*** Opening Dataset entries ***

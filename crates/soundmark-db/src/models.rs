use serde::{Deserialize, Serialize};

/// A catalog track row, joined with its fingerprint count
#[derive(Debug, Clone, Serialize, Deserialize)]
pub struct TrackRow {
    pub id: i64,
    pub title: String,
    pub artist: String,
    pub album: Option<String>,
    pub duration_seconds: f64,
    pub pipeline_tag: String,
    pub created_at: chrono::DateTime<chrono::Utc>,
    pub fingerprint_count: i64,
}

/// Input structure for creating a track
#[derive(Debug, Clone, Serialize, Deserialize)]
pub struct NewTrack {
    pub title: String,
    pub artist: String,
    pub album: Option<String>,
    pub duration_seconds: f64,
    pub pipeline_tag: String,
}

/// Input structure for inserting landmarks (track id is assigned by the transaction)
#[derive(Debug, Clone, Serialize, Deserialize)]
pub struct NewLandmark {
    pub hash: i64,
    pub time_offset_ms: i32,
    pub anchor_freq: i32,
    pub target_freq: i32,
    pub delta_time_ms: f32,
    pub strength: f32,
}

/// A stored landmark
#[derive(Debug, Clone, Serialize, Deserialize)]
pub struct LandmarkRow {
    pub track_id: i64,
    pub hash: i64,
    pub time_offset_ms: i32,
    pub anchor_freq: i32,
    pub target_freq: i32,
    pub delta_time_ms: f32,
    pub strength: f32,
}

/// Result row of a batched hash lookup
#[derive(Debug, Clone, Copy, PartialEq, Eq, Serialize, Deserialize)]
pub struct LandmarkHit {
    pub track_id: i64,
    pub time_offset_ms: i32,
    pub hash: i64,
}

/// JSONB row shape used by the batch insert
#[derive(Serialize)]
pub(crate) struct LandmarkInsert<'a> {
    pub track_id: i64,
    #[serde(flatten)]
    pub landmark: &'a NewLandmark,
}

*** Closing Dataset entries ***

**Your objective**
Every line where "structure" appears must be returned from the listing above.

**Task answer**
/// Input structure for creating a track
/// Input structure for inserting landmarks (track id is assigned by the transaction)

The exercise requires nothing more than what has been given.